Stored data

■ ■ ■ ■ ■

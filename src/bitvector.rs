//! A dense bit vector with O(1) rank and O(log n) select, used for the three
//! bit-split BWT components (`ac_gt`, `ac`, `gt`) and for the kLCP vector.
//!
//! The rank support is a single level of per-word (64-bit block) cumulative
//! popcounts, without an extra superblock level: these vectors are at most
//! as long as the indexed text, which keeps the `Vec<u64>` checkpoint array
//! a small fraction of the bit vector itself.

use rayon::prelude::*;

/// An immutable bit vector with rank/select support.
#[derive(Debug, Clone)]
pub struct BitVector {
    words: Vec<u64>,
    len: usize,
    /// `cumulative_rank[i]` = number of set bits in `words[0..i]`.
    cumulative_rank: Vec<u64>,
}

impl BitVector {
    /// Builds rank support over an already-populated set of words.
    ///
    /// `len` is the number of meaningful bits (the last word may be
    /// partially used).
    pub fn from_words(words: Vec<u64>, len: usize) -> Self {
        debug_assert!(len <= words.len() * 64);

        let mut cumulative_rank = vec![0u64; words.len() + 1];

        // the prefix sum is inherently sequential, but computing it is
        // linear in the number of words and dominated by construction of
        // the words themselves, so it is left single-threaded
        let mut acc = 0u64;
        for (i, &word) in words.iter().enumerate() {
            cumulative_rank[i] = acc;
            acc += word.count_ones() as u64;
        }
        cumulative_rank[words.len()] = acc;

        Self {
            words,
            len,
            cumulative_rank,
        }
    }

    /// Builds a bit vector of `len` bits from a parallel iterator-friendly
    /// source by evaluating `bit_at` for every position. Used during
    /// construction where the bits come from a rayon-parallel computation.
    pub fn from_bits_parallel(len: usize, bit_at: impl Fn(usize) -> bool + Sync) -> Self {
        let num_words = len.div_ceil(64);
        let words: Vec<u64> = (0..num_words)
            .into_par_iter()
            .map(|word_idx| {
                let mut word = 0u64;
                let base = word_idx * 64;
                for bit in 0..64 {
                    let pos = base + bit;
                    if pos >= len {
                        break;
                    }
                    if bit_at(pos) {
                        word |= 1 << bit;
                    }
                }
                word
            })
            .collect();

        Self::from_words(words, len)
    }

    pub fn len(&self) -> usize {
        self.len
    }

    pub fn is_empty(&self) -> bool {
        self.len == 0
    }

    /// The underlying 64-bit words, for serialization (§6 sibling-file
    /// layout).
    pub fn words(&self) -> &[u64] {
        &self.words
    }

    #[inline]
    pub fn get(&self, i: usize) -> bool {
        debug_assert!(i < self.len);
        (self.words[i / 64] >> (i % 64)) & 1 == 1
    }

    /// Number of set bits in `[0, i)`. `i` may range up to `self.len()`.
    #[inline]
    pub fn rank1(&self, i: usize) -> usize {
        debug_assert!(i <= self.len);

        let word_idx = i / 64;
        let bit_idx = i % 64;

        let base = self.cumulative_rank[word_idx];
        let partial = if bit_idx == 0 {
            0
        } else {
            let word = self.words[word_idx];
            let mask = (1u64 << bit_idx) - 1;
            (word & mask).count_ones() as u64
        };

        (base + partial as u64) as usize
    }

    /// Number of unset bits in `[0, i)`.
    #[inline]
    pub fn rank0(&self, i: usize) -> usize {
        i - self.rank1(i)
    }

    /// Position of the `j`-th (1-based) set bit, or `None` if there are
    /// fewer than `j` set bits.
    pub fn select1(&self, j: usize) -> Option<usize> {
        if j == 0 || j as u64 > self.total_ones() {
            return None;
        }

        // binary search over word-granularity cumulative ranks for the word
        // containing the j-th one bit
        let mut lo = 0usize;
        let mut hi = self.cumulative_rank.len() - 1;
        while lo + 1 < hi {
            let mid = lo + (hi - lo) / 2;
            if self.cumulative_rank[mid] < j as u64 {
                lo = mid;
            } else {
                hi = mid;
            }
        }

        let word = self.words[lo];
        let mut remaining = j as u64 - self.cumulative_rank[lo];
        for bit in 0..64 {
            if (word >> bit) & 1 == 1 {
                remaining -= 1;
                if remaining == 0 {
                    return Some(lo * 64 + bit);
                }
            }
        }

        unreachable!("word did not contain the expected number of set bits")
    }

    pub fn total_ones(&self) -> u64 {
        *self.cumulative_rank.last().unwrap()
    }
}

#[cfg(test)]
mod tests {
    use super::*;

    fn brute_force(bits: &[bool]) -> BitVector {
        BitVector::from_bits_parallel(bits.len(), |i| bits[i])
    }

    #[test]
    fn rank_matches_brute_force_count() {
        let bits = [true, false, true, true, false, false, true, false, true];
        let bv = brute_force(&bits);

        for i in 0..=bits.len() {
            let expected = bits[..i].iter().filter(|&&b| b).count();
            assert_eq!(bv.rank1(i), expected, "rank1({i})");
        }
    }

    #[test]
    fn select_inverts_rank() {
        let bits = [true, false, true, true, false, false, true, false, true];
        let bv = brute_force(&bits);

        let ones: Vec<usize> = (0..bits.len()).filter(|&i| bits[i]).collect();
        for (j, &pos) in ones.iter().enumerate() {
            assert_eq!(bv.select1(j + 1), Some(pos));
        }
        assert_eq!(bv.select1(ones.len() + 1), None);
    }

    #[test]
    fn works_across_word_boundaries() {
        let len = 300;
        let bits: Vec<bool> = (0..len).map(|i| i % 7 == 0).collect();
        let bv = brute_force(&bits);

        for i in 0..=len {
            let expected = bits[..i].iter().filter(|&&b| b).count();
            assert_eq!(bv.rank1(i), expected);
        }
    }
}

■ ■ ■ ■ ■

(What is expected): Working from the records above, find how many lines contain the string "support" and answer with the bare number.

(Finished task): 3